> _WHAT IS REQUIRED_
Say nothing but the number of lines below in which the string "Deserialize" appears.

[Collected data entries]

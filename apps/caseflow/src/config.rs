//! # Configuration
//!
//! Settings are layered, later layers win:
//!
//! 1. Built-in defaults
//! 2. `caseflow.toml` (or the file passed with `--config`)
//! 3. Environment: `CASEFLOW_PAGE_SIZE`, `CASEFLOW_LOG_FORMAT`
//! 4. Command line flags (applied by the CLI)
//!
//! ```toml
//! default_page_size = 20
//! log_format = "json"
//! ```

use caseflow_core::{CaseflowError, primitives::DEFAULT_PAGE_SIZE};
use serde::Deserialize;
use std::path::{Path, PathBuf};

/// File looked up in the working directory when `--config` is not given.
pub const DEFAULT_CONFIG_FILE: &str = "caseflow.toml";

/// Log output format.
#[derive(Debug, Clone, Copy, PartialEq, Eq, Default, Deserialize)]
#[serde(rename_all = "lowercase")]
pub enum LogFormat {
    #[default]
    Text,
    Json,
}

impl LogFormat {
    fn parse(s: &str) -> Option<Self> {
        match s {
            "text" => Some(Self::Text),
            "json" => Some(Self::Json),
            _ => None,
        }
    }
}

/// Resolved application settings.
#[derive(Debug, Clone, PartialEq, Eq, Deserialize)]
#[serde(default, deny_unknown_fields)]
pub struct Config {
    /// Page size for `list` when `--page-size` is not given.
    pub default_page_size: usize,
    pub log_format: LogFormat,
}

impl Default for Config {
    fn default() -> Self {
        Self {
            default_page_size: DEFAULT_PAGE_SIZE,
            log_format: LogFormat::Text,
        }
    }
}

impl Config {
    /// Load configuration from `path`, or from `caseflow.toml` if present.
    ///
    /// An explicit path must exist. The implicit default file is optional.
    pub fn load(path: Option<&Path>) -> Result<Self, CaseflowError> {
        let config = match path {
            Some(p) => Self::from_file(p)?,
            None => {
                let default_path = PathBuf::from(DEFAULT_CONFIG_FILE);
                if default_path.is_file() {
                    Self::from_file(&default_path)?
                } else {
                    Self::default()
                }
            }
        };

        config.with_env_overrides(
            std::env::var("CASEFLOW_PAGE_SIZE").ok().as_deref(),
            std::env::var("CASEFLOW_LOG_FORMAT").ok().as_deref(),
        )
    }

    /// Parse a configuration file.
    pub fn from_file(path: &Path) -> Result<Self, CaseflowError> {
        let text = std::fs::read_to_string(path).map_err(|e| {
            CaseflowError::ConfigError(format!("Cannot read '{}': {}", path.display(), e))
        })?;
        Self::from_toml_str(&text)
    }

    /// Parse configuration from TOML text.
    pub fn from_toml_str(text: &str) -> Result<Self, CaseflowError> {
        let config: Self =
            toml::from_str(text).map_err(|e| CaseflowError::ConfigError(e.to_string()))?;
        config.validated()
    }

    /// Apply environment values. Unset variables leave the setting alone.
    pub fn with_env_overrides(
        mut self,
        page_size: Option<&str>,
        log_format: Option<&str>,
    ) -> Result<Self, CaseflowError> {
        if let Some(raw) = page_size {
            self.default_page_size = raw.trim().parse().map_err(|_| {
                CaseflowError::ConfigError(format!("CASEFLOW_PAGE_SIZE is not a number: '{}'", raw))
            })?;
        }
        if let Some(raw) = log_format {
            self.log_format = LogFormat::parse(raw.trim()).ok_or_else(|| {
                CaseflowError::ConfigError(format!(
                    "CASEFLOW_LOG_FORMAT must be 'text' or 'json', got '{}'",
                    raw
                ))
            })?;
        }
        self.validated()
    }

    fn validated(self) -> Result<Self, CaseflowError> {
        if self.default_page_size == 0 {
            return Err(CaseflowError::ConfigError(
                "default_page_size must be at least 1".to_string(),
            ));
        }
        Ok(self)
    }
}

> _ANSWER BELOW_
3